Claudio Willer, poeta,
tradutor e ensaísta, um dos principais divulgadores do surrealismo e da poesia
beat no Brasil, considera que “encontros de autores com o público podem ser
produtivos. Estimulam leitores. Um dos benefícios colaterais da FLIP: a
imprensa dar atenção a iniciativas semelhantes, como a jornada de Passo Fundo,
que existe há décadas. Preferiria, porém, que a poesia tivesse lugar central,
assim como em outros países: se dá certo em Caracas e Medellín, que promovem
festivais enormes e substanciosos, também pode dar aqui”. A poesia é justamente
o grande ausente nas edições da FLIP, que homenagearam autores consagrados como
Carlos Drummond de Andrade, Adélia Prado e Ferreira Gullar, ignorando
completamente os novos poetas. Quando a poesia entra na FLIP, não é pela porta
da frente, mas pelos fundos, graças aos poetas independentes que vão até Paraty
para vender os seus livros de mão em mão.
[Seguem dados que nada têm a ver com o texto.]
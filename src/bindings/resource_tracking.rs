// SPDX-License-Identifier: Parity-7.0.0 OR PolyForm-Noncommercial-1.0.0
//! Version and attachment tracking for bindable resources
//!
//! Every bindable resource owns a [`ResourceTracker`].  The tracker carries two pieces of
//! state that the binding engine relies on:
//!
//! - a content **version**, bumped exactly once per GPU-visible mutation.  This is the only
//!   signal that crosses threads: a loader thread may mutate a resource and publish a new
//!   version while the render thread diffs slots against it.
//! - the list of **attachments**, the slots that currently hold the resource.  Slots do not
//!   own resources; the attachment list is the sole authority for "is anyone still using me",
//!   consulted by the destruction path before the GPU object is released.
//!
//! # Publication
//!
//! Writers make their changes first and bump the version last.  The bump uses `Release`
//! ordering and readers load the version with `Acquire` ordering, so a reader that observes
//! version `n` also observes every write that preceded the `n`th publication.
//!
//! ```
//! use binds_and_layouts::bindings::resource_tracking::ResourceTracker;
//!
//! let tracker = ResourceTracker::new("streamed mesh");
//! assert_eq!(tracker.version(), 0);
//! {
//!     let _mutation = tracker.begin_mutation();
//!     // write new content here
//! }
//! assert_eq!(tracker.version(), 1);
//! ```

use crate::bindings::dirty_tracking::SharedWake;
use crate::bindings::visible_to::{SlotKind, StageKind};
use std::fmt::{Debug, Display, Formatter};
use std::sync::atomic::{AtomicU32, Ordering};
use std::sync::{Arc, Mutex, MutexGuard, PoisonError};

static NEXT_PIPELINE_ID: AtomicU32 = AtomicU32::new(1);

/// Identifies one pipeline instance, so that slot references from different
/// pipelines never compare equal.
#[derive(Debug, Clone, Copy, PartialEq, Eq, Hash)]
pub struct PipelineId(u32);

impl PipelineId {
    pub(crate) fn next() -> Self {
        PipelineId(NEXT_PIPELINE_ID.fetch_add(1, Ordering::Relaxed))
    }

    pub const fn get(self) -> u32 {
        self.0
    }
}

/// A compact, non-owning reference to one slot.
#[derive(Debug, Clone, Copy, PartialEq, Eq, Hash)]
pub struct SlotRef {
    pub pipeline: PipelineId,
    pub stage: StageKind,
    pub kind: SlotKind,
    pub index: u32,
}

impl Display for SlotRef {
    fn fmt(&self, f: &mut Formatter<'_>) -> std::fmt::Result {
        write!(
            f,
            "{:?}/{:?}[{}] of pipeline {}",
            self.stage,
            self.kind,
            self.index,
            self.pipeline.get()
        )
    }
}

/// Locks a tracker mutex.  The guarded lists stay consistent across a panic
/// (every mutation is a single push or remove), so poisoning is ignored.
fn lock<T>(mutex: &Mutex<T>) -> MutexGuard<'_, T> {
    mutex.lock().unwrap_or_else(PoisonError::into_inner)
}

/// Tracks the content version and the attachments of one resource.
///
/// # Thread Safety
///
/// All methods take `&self`.  Version reads and publications may happen on any thread.
/// Attachment changes happen on the render thread during a bind pass.
pub struct ResourceTracker {
    label: String,
    version: AtomicU32,
    attachments: Mutex<Vec<SlotRef>>,
    waiters: Mutex<Vec<Arc<SharedWake>>>,
}

impl Debug for ResourceTracker {
    fn fmt(&self, f: &mut Formatter<'_>) -> std::fmt::Result {
        f.debug_struct("ResourceTracker")
            .field("label", &self.label)
            .field("version", &self.version)
            .field("attachments", &lock(&self.attachments).len())
            .finish()
    }
}

impl ResourceTracker {
    /// Creates a tracker at version 0 with no attachments.
    pub fn new(label: impl Into<String>) -> Self {
        ResourceTracker {
            label: label.into(),
            version: AtomicU32::new(0),
            attachments: Mutex::new(Vec::new()),
            waiters: Mutex::new(Vec::new()),
        }
    }

    pub fn label(&self) -> &str {
        &self.label
    }

    /// The most recently published content version.
    pub fn version(&self) -> u32 {
        self.version.load(Ordering::Acquire)
    }

    /// Publishes a content change and returns the new version.
    ///
    /// Call this after the change is fully written.  Prefer [`Self::begin_mutation`],
    /// which publishes when its guard drops.
    ///
    /// # Panics
    ///
    /// Panics if the version counter would wrap, since versions never decrease.
    pub fn publish(&self) -> u32 {
        // stored only if the increment does not wrap
        let previous = match self
            .version
            .fetch_update(Ordering::Release, Ordering::Relaxed, |version| version.checked_add(1))
        {
            Ok(previous) => previous,
            Err(_) => panic!("version counter of {} overflowed", self.label),
        };
        self.wake_waiters();
        previous + 1
    }

    /// Starts a content mutation.  The version is bumped exactly once, when the
    /// returned guard is dropped.
    pub fn begin_mutation(&self) -> MutationGuard<'_> {
        MutationGuard { tracker: self }
    }

    pub(crate) fn attach(&self, slot: SlotRef) {
        let mut attachments = lock(&self.attachments);
        debug_assert!(
            !attachments.contains(&slot),
            "{} already attached to {slot}",
            self.label
        );
        attachments.push(slot);
    }

    /// Removes `slot` from the attachment list.  Returns false if it was not attached.
    pub(crate) fn detach(&self, slot: SlotRef) -> bool {
        let mut attachments = lock(&self.attachments);
        match attachments.iter().position(|s| *s == slot) {
            Some(position) => {
                attachments.swap_remove(position);
                true
            }
            None => false,
        }
    }

    /// A snapshot of the slots currently holding this resource.
    pub fn attachments(&self) -> Vec<SlotRef> {
        lock(&self.attachments).clone()
    }

    pub fn attachment_count(&self) -> usize {
        lock(&self.attachments).len()
    }

    /// Whether any slot still holds this resource.  The destruction path must not
    /// release the GPU object while this is true.
    pub fn is_attached(&self) -> bool {
        !lock(&self.attachments).is_empty()
    }

    pub fn is_attached_to(&self, slot: SlotRef) -> bool {
        lock(&self.attachments).contains(&slot)
    }

    /// Resolves once the published version differs from `observed`, returning the
    /// version seen at that point.
    pub async fn changed_since(&self, observed: u32) -> u32 {
        loop {
            //isolate lock to a scope
            let receiver = {
                let mut waiters = lock(&self.waiters);
                let current = self.version();
                if current != observed {
                    return current;
                }
                let (sender, receiver) = r#continue::continuation();
                waiters.push(SharedWake::new(sender));
                receiver
            };
            receiver.await;
        }
    }

    /// Registers `wake` to fire on the next publication.
    ///
    /// Returns true instead of registering if the version already differs from
    /// `observed`.  The check and the registration happen under the waiter lock, which
    /// [`Self::publish`] also takes after bumping, so no publication is missed.
    pub(crate) fn register_wake(&self, observed: u32, wake: &Arc<SharedWake>) -> bool {
        let mut waiters = lock(&self.waiters);
        if self.version() != observed {
            return true;
        }
        waiters.retain(|w| w.is_pending());
        waiters.push(Arc::clone(wake));
        false
    }

    fn wake_waiters(&self) {
        let take = lock(&self.waiters).drain(..).collect::<Vec<_>>();
        for wake in take {
            wake.wake();
        }
    }
}

/// Publishes a new version of its resource when dropped.
#[derive(Debug)]
#[must_use = "the version is published when the guard drops"]
pub struct MutationGuard<'a> {
    tracker: &'a ResourceTracker,
}

impl Drop for MutationGuard<'_> {
    fn drop(&mut self) {
        self.tracker.publish();
    }
}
Conforme Rubens Jardim, que ao lado
de Lindolfo Bell foi um dos animadores da Catequese Poética, “não fui a nenhum
evento oficial, mas não tive sorte de escapar ileso: almoçando com amigas, fui
obrigado a dividir espaço com o Lobão, esse famoso atirador sem foco. Afora
isso, presenciei a cidade intransitável, até para quem anda a pé. O lado bom
foi ter presenciado muitos poetas e escritores jovens vendendo livros, de mãos
em mãos, nos botequins e bares”.
O poeta e editor Eduardo
Lacerda, fundador da Patuá, que publica novos autores em edições de pequenas
tiragens, concorda com Rubens Jardim: “Eu tenho um depoimento muito pessoal,
não serve nem como referência. Acho que a FLIP é um evento midiático sim, por
um lado, mas a minha experiência em 2012 foi incrível. Além dos eventos
'oficiais' (não fui a nenhum), vi centenas de leitores, escritores, poetas,
todos se lendo (além dos livros 'oficiais'), vi gente encarando a fiscalização
e vendendo livros de mão em mão, poetas indo à praia, bebendo, conversando”. O
melhor da FLIP, podemos concluir, não está nos catálogos de best-sellers ou nas
resenhas publicadas nos grandes jornais, mas na produção independente, que
circula hoje na contracorrente dos blogues, redes sociais, pequenas editoras,
revistas de curta duração, e só entram na badalada festa carioca pela porta dos
fundos.
(*) Claudio Daniel é
poeta, professor de Literatura Portuguesa na UNIP e editor da revista Zunái.